The behavior of first-order optimization algorithms, particularly SGD, has been extensively studied in contexts involving convexity or weak non-convexity. However, in the domain of overparameterized deep neural networks, understanding the role of implicit biases, particularly concerning $L2$ regularization, is crucial. Such regularization leads to low-rank bias in neural network weight matrices, aligning parameters with gradients and preserving norms across layers. The paper focuses on how this low-rank bias facilitates model merging, a multitask learning strategy where the summation of weight matrices from networks trained on orthogonal tasks results in a model proficient on both.

Theoretical Insights: Low-rank Bias

Alignment and Norm Preservation

The paper explores the alignment of parameters with gradients at the stationary points of neural networks with $L2$ regularization. It establishes norm preservation across layers for deep networks with homogeneous activation functions. This is mathematically characterized by:

$\lambda \|W_k \|_F^2 = - \frac{H^{K-k}}{n} \sum_i \ell'(y_i f_{\theta}(x_i)) y_i f_{\theta}(x_i),$

where $W_k$ represents weight matrices, preserving Frobenius norms across layers proportional to the homogeneity parameter $H$ .

Low-rank Structure

Stable matrix ranks are notably low at these stationary points:

Figure 1: Stable ranks and Frobenius norms of different weight matrices in pretrained Phi-2 (first row) and GPT-J (second row) models.

The authors provide a rigorous bound on stable ranks as a function of the regularization parameter $\lambda$ and the training loss, showing that increases in $\lambda$ induce lower stable ranks. This extends even to complex architectures like transformers, albeit under certain idealized conditions.

Practical Application: Model Merging

Model merging exploits the low-rank nature of trained neural networks to efficiently integrate models trained on orthogonal datasets. The paper demonstrates that networks trained independently on distinct tasks with orthogonal inputs can merge through simple weight addition to form a new network that retains performance efficiency on both tasks.

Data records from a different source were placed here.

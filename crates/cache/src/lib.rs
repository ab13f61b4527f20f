//! Cache layer for lesspress
//!
//! A small pluggable key/value [`CacheStore`] (directory backed or in
//! memory) and the [`MetadataStore`] that keeps the snapshot of files read by
//! the last successful compile under a fixed key.

pub mod metadata;
pub mod store;

pub use metadata::*;
pub use store::*;
//! Incremental LESS build for lesspress
//!
//! - [`staleness`] decides, without side effects, whether the published CSS
//!   still reflects the sources recorded after the last compile.
//! - [`compiler`] is the seam to the external LESS compiler, with
//!   [`lessc::LesscCompiler`] as the production adapter.
//! - [`publisher`] writes or deletes individual artifacts atomically.
//! - [`orchestrator`] ties them together for one render.

pub mod compiler;
pub mod layout;
pub mod lessc;
pub mod orchestrator;
pub mod publisher;
pub mod staleness;

pub use compiler::{CompileOptions, CompileOutput, LessCompiler, SourceMapOptions};
pub use layout::{SiteLayout, TemplateLayout};
pub use lessc::LesscCompiler;
pub use orchestrator::{BuildOrchestrator, BuildOutcome};
pub use publisher::{ArtifactPublisher, PublishAction};
pub use staleness::{assess, is_stale, Staleness};
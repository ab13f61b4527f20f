use lesspress_core::{
    ArtifactKind, CLIENT_COMPILER_SCRIPT, CSS_FILE_COMPRESSED, CSS_FILE_SOURCEMAP,
    CSS_FILE_UNCOMPRESSED, LESS_FILE, TEMPLATES_DIR,
};
use std::path::{Path, PathBuf};

/// Site root on disk plus its public URL prefix
#[derive(Debug, Clone, PartialEq, Eq)]
pub struct SiteLayout {
    pub site_root: PathBuf,
    /// Always ends in `/`
    pub base_uri: String,
}

impl SiteLayout {
    pub fn new(site_root: impl Into<PathBuf>, base_uri: impl Into<String>) -> Self {
        let mut base_uri = base_uri.into();
        if !base_uri.ends_with('/') {
            base_uri.push('/');
        }
        Self {
            site_root: site_root.into(),
            base_uri,
        }
    }

    pub fn template(&self, name: &str) -> TemplateLayout {
        TemplateLayout {
            site_root: self.site_root.clone(),
            base_uri: self.base_uri.clone(),
            template: name.to_string(),
        }
    }

    /// URL of the browser-side compiler script
    pub fn client_compiler_url(&self) -> String {
        format!("{}{CLIENT_COMPILER_SCRIPT}", self.base_uri)
    }
}

/// Source and artifact locations of one template
#[derive(Debug, Clone, PartialEq, Eq)]
pub struct TemplateLayout {
    site_root: PathBuf,
    base_uri: String,
    template: String,
}

impl TemplateLayout {
    pub fn template(&self) -> &str {
        &self.template
    }

    pub fn site_root(&self) -> &Path {
        &self.site_root
    }

    pub fn base_uri(&self) -> &str {
        &self.base_uri
    }

    /// `<site_root>/templates/<template>`
    pub fn asset_root(&self) -> PathBuf {
        self.site_root.join(TEMPLATES_DIR).join(&self.template)
    }

    pub fn less_file(&self) -> PathBuf {
        self.asset_root().join(LESS_FILE)
    }

    pub fn artifact(&self, kind: ArtifactKind) -> PathBuf {
        self.asset_root().join(relative_artifact(kind))
    }

    pub fn compressed_css(&self) -> PathBuf {
        self.artifact(ArtifactKind::CompressedCss)
    }

    pub fn uncompressed_css(&self) -> PathBuf {
        self.artifact(ArtifactKind::UncompressedCss)
    }

    pub fn source_map(&self) -> PathBuf {
        self.artifact(ArtifactKind::SourceMap)
    }

    pub fn source_map_url(&self) -> String {
        self.url(CSS_FILE_SOURCEMAP)
    }

    pub fn less_url(&self) -> String {
        self.url(LESS_FILE)
    }

    fn url(&self, relative: &str) -> String {
        format!(
            "{}{TEMPLATES_DIR}/{}/{relative}",
            self.base_uri, self.template
        )
    }
}

fn relative_artifact(kind: ArtifactKind) -> &'static str {
    match kind {
        ArtifactKind::CompressedCss => CSS_FILE_COMPRESSED,
        ArtifactKind::UncompressedCss => CSS_FILE_UNCOMPRESSED,
        ArtifactKind::SourceMap => CSS_FILE_SOURCEMAP,
    }
}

Figure 2: First row: Training neural networks on different tasks (orthogonal inputs) (left) vs. the same task (right) and merging the parameters by adding weight matrices. The resulting network performs well on different tasks after sufficiently many iterations, while given the same task, it does not. Second row: this effect manifests when weight decay strength is sufficiently large (left). Stable rank of each weight matrix converges to a small value, while stable rank of the merged network matches stable ranks of individual networks (right).

Experimental Validation

Experiments conducted on synthetic datasets and models pre-trained on popular natural language processing tasks reinforce these theoretical claims. These experiments included substantial architectures like BERT, GPT-2, and RoBERTa, which demonstrated consistent low-rank properties. Additionally, merging models trained on orthogonal tasks resulted in combined models that maintained performance across both tasks.

Conclusion

This paper provides valuable insights into the implicit regularization effects of $L2$ weight decay, elucidating its role in inducing low-rank structures in neural networks. These findings have significant implications for multitask learning paradigms, proposing a computationally efficient model merging strategy. By leveraging low-rank biases, neural networks can be adapted to multi-task scenarios with minimal architectural changes, opening possibilities for further explorations in efficient AI systems. Future research can enhance understanding and explore applications in distributed learning or collaborative AI model development.